Schools will have to put together and submit to the state a “return to learn” plan by July 1 detailing their plans to reopen in the fall.
Reynolds announced that she is waiving the late August start dates for schools, giving districts the option to start earlier.
Area schools have begun working on plans to adjust to finishing out the school year.
Mid-Prairie High School students began mandatory online learning last week, while kindergarten through eighth-grade students take part in voluntary lessons.
“While I certainly understand the governor’s decision during this difficult time, I was really hoping we could come back in May and the seniors could finish up their year in our school building,” high school Principal Jay Strickland said in a Friday letter to parents.
Strickland said that the school is reaching out to seniors to update them on credits and graduation progress.
He said that the graduation ceremony is postponed until further notice.
“We are committed to honoring our seniors for their accomplishments and graduation,” he said. “We have several different ideas and plans and will be finalizing those over the next few weeks.

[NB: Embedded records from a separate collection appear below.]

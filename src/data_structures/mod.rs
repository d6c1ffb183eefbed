//! Scene data structures: objects, their dual state, transforms and textures.
//!
//! - `object` holds the attribute set of one object and the sparse patches
//!   that mutate it
//! - `state` is the `current`/`next` object store
//! - `transform` composes translation, rotation and scale into matrices
//! - `scene_graph` resolves grouped transforms
//! - `model` describes the static geometry of an object type
//! - `texture` holds caller supplied images and their GPU counterparts

pub mod model;
pub mod object;
pub mod scene_graph;
pub mod state;
pub mod texture;
pub mod transform;
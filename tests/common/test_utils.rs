#![allow(dead_code)]

use transit3d::{
    Scene, SceneConfig,
    backend::recording::RecordingBackend,
    cgmath::{Matrix4, Vector3},
};

pub const EPSILON: f32 = 1e-4;

/// A scene over a recording backend with program logging disabled.
pub fn scene() -> Scene<RecordingBackend> {
    let config = SceneConfig {
        debug: false,
        ..SceneConfig::default()
    };
    Scene::new(RecordingBackend::new(), config)
}

/// Draw a frame at `now` and return the names drawn, in order.
pub fn frame(scene: &mut Scene<RecordingBackend>, now: f64) -> Vec<String> {
    scene.backend_mut().clear_events();
    scene.draw(now).expect("recording backend never fails");
    scene
        .backend()
        .drawn_names()
        .into_iter()
        .map(str::to_string)
        .collect()
}

pub fn approx_eq(a: f32, b: f32) -> bool {
    (a - b).abs() <= EPSILON
}

#[track_caller]
pub fn assert_approx(actual: f32, expected: f32) {
    assert!(
        approx_eq(actual, expected),
        "expected {expected}, got {actual}"
    );
}

#[track_caller]
pub fn assert_matrix_approx(actual: &Matrix4<f32>, expected: &Matrix4<f32>) {
    let a: &[f32; 16] = actual.as_ref();
    let e: &[f32; 16] = expected.as_ref();
    for (i, (a, e)) in a.iter().zip(e.iter()).enumerate() {
        assert!(
            approx_eq(*a, *e),
            "element {i} differs: expected {expected:?}, got {actual:?}"
        );
    }
}

pub fn translation(matrix: &Matrix4<f32>) -> Vector3<f32> {
    matrix.w.truncate()
}
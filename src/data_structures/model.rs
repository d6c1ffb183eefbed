//! Geometry descriptors shared by every object of a type.

/// Immutable geometry registered once per type name.
///
/// `vertices` holds `x, y, z` triples, `uv` holds `u, v` pairs, `indices`
/// holds triangle vertex indices and `normals` optional `nx, ny, nz` triples.
/// Without indices the model is drawn non-indexed over all vertices.
#[derive(Clone, Debug, Default, PartialEq)]
pub struct Model {
    pub vertices: Vec<f32>,
    pub uv: Option<Vec<f32>>,
    pub indices: Option<Vec<u16>>,
    pub normals: Option<Vec<f32>>,
}

impl Model {
    pub fn new(vertices: Vec<f32>) -> Self {
        Self {
            vertices,
            ..Default::default()
        }
    }

    pub fn with_uv(mut self, uv: Vec<f32>) -> Self {
        self.uv = Some(uv);
        self
    }

    pub fn with_indices(mut self, indices: Vec<u16>) -> Self {
        self.indices = Some(indices);
        self
    }

    pub fn with_normals(mut self, normals: Vec<f32>) -> Self {
        self.normals = Some(normals);
        self
    }

    pub fn vertex_count(&self) -> u32 {
        (self.vertices.len() / 3) as u32
    }
}
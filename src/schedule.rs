//! Deferred scene mutations.
//!
//! Mutations that must not become visible before a later frame are queued
//! with a due time and applied at the start of the first frame whose
//! timestamp has reached it.

use crate::data_structures::object::{ObjectKind, ObjectPatch};

#[derive(Clone, Debug, PartialEq)]
pub enum Command {
    /// Create or update `name`. `kind` is `None` for moves, which only apply
    /// to objects that exist by the time the command runs.
    Upsert {
        name: String,
        kind: Option<ObjectKind>,
        patch: ObjectPatch,
    },
    Remove {
        name: String,
    },
}

#[derive(Clone, Debug)]
struct Entry {
    due: f64,
    seq: u64,
    command: Command,
}

/// Commands waiting for their due time, in milliseconds on the frame clock.
#[derive(Clone, Debug, Default)]
pub struct CommandQueue {
    entries: Vec<Entry>,
    seq: u64,
}

impl CommandQueue {
    pub fn new() -> Self {
        Self::default()
    }

    pub fn push(&mut self, due: f64, command: Command) {
        self.entries.push(Entry {
            due,
            seq: self.seq,
            command,
        });
        self.seq += 1;
    }

    /// Remove and return every command due at or before `now`, ordered by due
    /// time and then by submission order.
    pub fn drain_due(&mut self, now: f64) -> Vec<Command> {
        let (mut due, pending): (Vec<_>, Vec<_>) =
            self.entries.drain(..).partition(|entry| entry.due <= now);
        self.entries = pending;
        due.sort_by(|a, b| a.due.total_cmp(&b.due).then(a.seq.cmp(&b.seq)));
        due.into_iter().map(|entry| entry.command).collect()
    }

    pub fn clear(&mut self) {
        self.entries.clear();
    }

    pub fn len(&self) -> usize {
        self.entries.len()
    }

    pub fn is_empty(&self) -> bool {
        self.entries.is_empty()
    }
}

#[cfg(test)]
mod tests {
    use super::*;

    fn remove(name: &str) -> Command {
        Command::Remove {
            name: name.to_string(),
        }
    }

    #[test]
    fn drains_in_due_then_submission_order() {
        let mut queue = CommandQueue::new();
        queue.push(20.0, remove("late"));
        queue.push(10.0, remove("first"));
        queue.push(10.0, remove("second"));
        queue.push(50.0, remove("future"));

        assert_eq!(
            queue.drain_due(20.0),
            vec![remove("first"), remove("second"), remove("late")]
        );
        assert_eq!(queue.len(), 1);
        assert!(queue.drain_due(49.9).is_empty());
        assert_eq!(queue.drain_due(50.0), vec![remove("future")]);
        assert!(queue.is_empty());
    }
}
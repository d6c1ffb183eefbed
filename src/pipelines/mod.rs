//! Render pipelines for the scene shader.
//!
//! - `basic` builds the bind group layouts and one pipeline per primitive
//!   topology and blend state
//! - `uniforms` defines the uniform structs and the batched object buffer

pub mod basic;
pub mod uniforms;

/// Source of the vertex and fragment stages.
pub const SCENE_SHADER: &str = include_str!("scene.wgsl");
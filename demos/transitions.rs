use transit3d::{
    Mode, ObjectPatch, SceneConfig, TextureImage, backend::DrawCall, data_structures::object::ObjectState,
    flow, RenderBackend,
};

/// An 8x8 black and white checkerboard with a translucent white.
fn checkerboard() -> anyhow::Result<TextureImage> {
    let mut pixels = Vec::with_capacity(8 * 8 * 4);
    for y in 0..8 {
        for x in 0..8 {
            if (x + y) % 2 == 0 {
                pixels.extend_from_slice(&[20, 20, 20, 255]);
            } else {
                pixels.extend_from_slice(&[255, 255, 255, 128]);
            }
        }
    }
    Ok(TextureImage::from_rgba("checkerboard", 8, 8, pixels)?)
}

fn main() -> anyhow::Result<()> {
    let texture = checkerboard()?;
    flow::run(SceneConfig::default(), move |scene| {
        let setup = || -> transit3d::error::Result<()> {
            scene.light(ObjectPatch::new().position(0.5, -1.0, -0.5), None)?;
            scene.camera(ObjectPatch::new().z(5.0), None)?;

            // A planet with a moon orbiting it through the group hierarchy.
            scene.sphere(
                ObjectPatch::named("planet").position(0.0, 0.0, -20.0).size(3.0).color("48c").smooth(true),
                None,
            )?;
            scene.group(ObjectPatch::named("orbit").group("planet"), None)?;
            scene.sphere(
                ObjectPatch::named("moon").x(2.0).size(0.3).color("ccc").smooth(true).group("orbit"),
                None,
            )?;
            scene.move_object("orbit", ObjectPatch::new().ry(720.0).duration(8000.0), Some(500.0))?;

            // Transparent objects are drawn farthest first.
            scene.cube(ObjectPatch::named("glass").position(-4.0, 0.0, -12.0).size(2.0).color("f008"), None)?;
            scene.pyramid(ObjectPatch::named("tent").position(4.0, -1.0, -14.0).size(2.0).color("0f0"), None)?;
            scene.plane(
                ObjectPatch::named("floor")
                    .position(0.0, -3.0, -15.0)
                    .rotation(-90.0, 0.0, 0.0)
                    .scale(20.0, 20.0, 1.0)
                    .texture(texture),
                None,
            )?;
            scene.billboard(ObjectPatch::named("sign").position(0.0, 4.0, -18.0).scale(3.0, 1.0, 1.0).color("fa0"), None)?;

            // Slide the cube across, then bring it back.
            scene.move_object("glass", ObjectPatch::new().x(4.0).rz(180.0).duration(2000.0), Some(1000.0))?;
            scene.move_object("glass", ObjectPatch::new().x(-4.0).rz(0.0).duration(2000.0), Some(3500.0))?;
            scene.move_object("tent", ObjectPatch::new().mode(Mode::LineStrip), Some(2000.0))?;

            // Objects can hand their draw to custom code.
            scene.register_renderer("wire", |_: &ObjectState, call: &DrawCall, backend: &mut dyn RenderBackend| {
                let mut call = call.clone();
                call.mode = Mode::Lines;
                backend.draw(&call);
            });
            scene.cube(ObjectPatch::named("frame").position(0.0, 0.0, -8.0).renderer("wire").color("000"), None)?;
            scene.delete("frame", Some(6000.0));
            Ok(())
        };
        if let Err(e) = setup() {
            log::error!("scene setup failed: {}", e);
        }
    })
}
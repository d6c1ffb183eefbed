//! GPU resources shared between objects: one set of buffers per model type
//! and one texture per texture identity, built on first use and never rebuilt.

use std::collections::HashMap;

use crate::{
    backend::{BufferHandle, RenderBackend, TextureHandle},
    data_structures::{model::Model, texture::TextureImage},
    error::{Result, SceneError},
};

pub mod geometry;
pub mod mesh;
pub mod texture;

/// Backend handles of a model's buffers.
#[derive(Clone, Copy, Debug, PartialEq, Eq)]
pub struct ModelBuffers {
    pub vertices: BufferHandle,
    pub uv: Option<BufferHandle>,
    pub indices: Option<BufferHandle>,
    pub normals: Option<BufferHandle>,
    pub vertex_count: u32,
    pub index_count: u32,
}

#[derive(Debug)]
pub struct ResourceCache {
    models: HashMap<String, Model>,
    buffers: HashMap<String, ModelBuffers>,
    textures: HashMap<String, TextureHandle>,
}

impl ResourceCache {
    /// A cache knowing the built-in models. Nothing is uploaded yet.
    pub fn new() -> Self {
        let models = [
            ("plane", geometry::plane()),
            ("cube", geometry::cube()),
            ("pyramid", geometry::pyramid()),
            ("sphere", geometry::sphere(geometry::SPHERE_PRECISION)),
        ]
        .into_iter()
        .map(|(name, model)| (name.to_string(), model))
        .collect();
        Self {
            models,
            buffers: HashMap::new(),
            textures: HashMap::new(),
        }
    }

    /// Register (or replace) the geometry of a model type.
    ///
    /// Returns false and keeps the old geometry when buffers were already
    /// built for `name`; built buffers are never rebuilt.
    pub fn register_model(&mut self, name: &str, model: Model) -> bool {
        if self.buffers.contains_key(name) {
            log::warn!(
                "Model '{}' is already uploaded, ignoring the new geometry.",
                name
            );
            return false;
        }
        self.models.insert(name.to_string(), model);
        true
    }

    pub fn has_model(&self, name: &str) -> bool {
        self.models.contains_key(name)
    }

    pub fn model(&self, name: &str) -> Option<&Model> {
        self.models.get(name)
    }

    pub fn buffers(&self, name: &str) -> Option<ModelBuffers> {
        self.buffers.get(name).copied()
    }

    pub fn texture(&self, id: &str) -> Option<TextureHandle> {
        self.textures.get(id).copied()
    }

    /// Forget every texture identity so the next use uploads again.
    pub fn clear_textures(&mut self) {
        self.textures.clear();
    }

    /// Upload the buffers of model `name` unless that already happened.
    ///
    /// Explicit model normals are uploaded as the normals buffer. Without
    /// them, indexed models get synthesized smooth normals when
    /// `smooth_normals` is set.
    pub fn ensure_model_buffers(
        &mut self,
        name: &str,
        backend: &mut dyn RenderBackend,
        smooth_normals: bool,
    ) -> Result<ModelBuffers> {
        if let Some(buffers) = self.buffers.get(name) {
            return Ok(*buffers);
        }
        let model = self
            .models
            .get(name)
            .ok_or_else(|| SceneError::UnknownModel(name.to_string()))?;

        log::debug!("Building buffers of model '{}'", name);
        let vertices = backend.create_vertex_buffer(&format!("{name} vertices"), &model.vertices);
        let uv = model
            .uv
            .as_ref()
            .map(|uv| backend.create_vertex_buffer(&format!("{name} uv"), uv));
        let indices = model
            .indices
            .as_ref()
            .map(|indices| backend.create_index_buffer(&format!("{name} indices"), indices));
        let normals = match (&model.normals, &model.indices) {
            (Some(normals), _) => Some(backend.create_vertex_buffer(&format!("{name} normals"), normals)),
            (None, Some(indices)) if smooth_normals => {
                log::debug!("Computing smooth normals of model '{}'", name);
                let normals = mesh::smooth_normals(&model.vertices, indices);
                Some(backend.create_vertex_buffer(&format!("{name} normals"), &normals))
            }
            _ => None,
        };

        let buffers = ModelBuffers {
            vertices,
            uv,
            indices,
            normals,
            vertex_count: model.vertex_count(),
            index_count: model.indices.as_ref().map_or(0, |indices| indices.len() as u32),
        };
        self.buffers.insert(name.to_string(), buffers);
        Ok(buffers)
    }

    /// Upload `image` unless a texture with the same identity exists.
    pub fn ensure_texture(
        &mut self,
        image: &TextureImage,
        backend: &mut dyn RenderBackend,
    ) -> Result<TextureHandle> {
        if let Some(handle) = self.textures.get(&image.id) {
            return Ok(*handle);
        }
        let levels = texture::prepare_levels(image)?;
        log::debug!(
            "Uploading texture '{}' ({}x{}, {} levels)",
            image.id,
            image.width,
            image.height,
            levels.len()
        );
        let handle = backend.create_texture(&image.id, &levels);
        self.textures.insert(image.id.clone(), handle);
        Ok(handle)
    }
}

impl Default for ResourceCache {
    fn default() -> Self {
        Self::new()
    }
}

“While it may not look or feel like our traditional graduation ceremony, we will certainly work hard to honor our seniors. We will share more information in the next several weeks about our plan as we continue to receive COVID updates from the governor each week.”
Strickland added that the prom has been postponed until late June.
“We are considering doing something for prom in the future, even if it is different than our traditional plan,” he said. “This will depend on how things progress in June and what restrictions are still in place at that time.”
Highland and Lone Tree
Ken Crawford, who serves as superintendent for both districts, has been meeting with administrators this week to discuss how the districts will proceed.
After the governor ordered schools closed through April, both Highland and Lone Tree districts chose to continue with optional online learning for all grade levels.
Crawford said that administrators, while making future plans, are looking at student engagement in the optional online learning.
They are also working out how to handle school activities.
“We have not come up with a specific plan yet for prom or graduation,” Crawford said. “Both districts are focusing more on graduation than prom.”
Administrators are working on plans for other year-end details like scheduling classes for next year, year-end ordering, checking in equipment and books and locker clean-out.
Regarding a potential early start to the 2020-21 school year, Crawford pointed out a potential snag.
“With teacher contracts being 180 days, how do we pay them for more teaching days if there is no money from the state for that specific purpose?” Crawford asked.
Hillcrest Academy was the first area school to implement mandatory online learning after the governor’s first school-closure order in March.
“We will continue with our continuous (online) learning that we began March 25,” Hillcrest Principal Dwight Gingerich said. “We will continue to tweak and improve as we move forward, now that we have the clear knowledge that we will not return to school in the normal sense.”
Hillcrest currently plans to postpone commencement activities.
“We are looking at options beyond the end of the school year, though we do not yet have a date set,” Gingerich said. “We will follow guidelines from the Iowa Department of Health.”
The Hillcrest board has not yet decided whether to start the 2020-21 school year early.
“We are looking at this and will make a final decision as soon as possible,” Gingerich said.
Pathway Christian School
The plan at Pathway is to continue mandatory online classes for the high school students.
“Pathway will continue to offer online courses, also some classes offer live chats between teachers and students,” Pathway Administrator Lawrence Schlabach said. “Canceled classes will be made up next school year. Teachers, parents and students are continuing to work together to complete this year’s education of the students.”
Schlabach said that some summer tutoring may be offered to students needing individual assistance.
Pathway is monitoring the situation before making any decisions regarding any school activities, including commencement.
“We will wait and try to reschedule several of our activities beyond the current school year calendar as community social gathering opportunities reopen,” Schlabach said. “Commencement exercises will be determined by the COVID-19 restrictions.”
Pathway’s 2020-21 school year is scheduled to begin on Aug. 19.